Manon Awst and German artist Benjamin Walther collaborated for over ten years, making spatial, diverse and challenging artworks. They were commissioned by the German Embassy, London to create an installation to commemorate the 20th anniversary of the Fall of the Berlin Wall, 2009. 'Work in Progress' was a huge ice wall which stopped the traffic on Belgrave Square, London on 9 November 2009.

In 2010 they received a Fellowship for Artists from the Henry Moore Foundation for a residency at the Künstlerhaus Bethanien, Berlin and were also resident artists at Meetfactory, Prague following an award from the Goethe Institute.

Two of their installations Latent Measures and The Line of Fire were part of the second Boros Collection exhibition at the bunker in Berlin from 2012 to 2016.

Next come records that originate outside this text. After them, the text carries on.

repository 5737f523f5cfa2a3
pub mod inbound;
pub mod outbound;
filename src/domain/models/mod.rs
mod object;

pub use object::*;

Other major works include Ground to Sky, Berlin and Gap to Feed, a permanent installation on Rosa-Luxemburg-Platz, Berlin made from thousands of mussel shells collected on the Menai Strait, North Wales.

They have a permanent installation Far and Wide located at Nant Gwrtheyrn, which was originally made for an interdisciplinary forum at Barclodiad y Gawres, Anglesey.

In 2019, Distanz Verlag published the catalogue Awst & Walther, a comprehensive monograph showcasing the sculptures and creative interventions the artists created over a decade.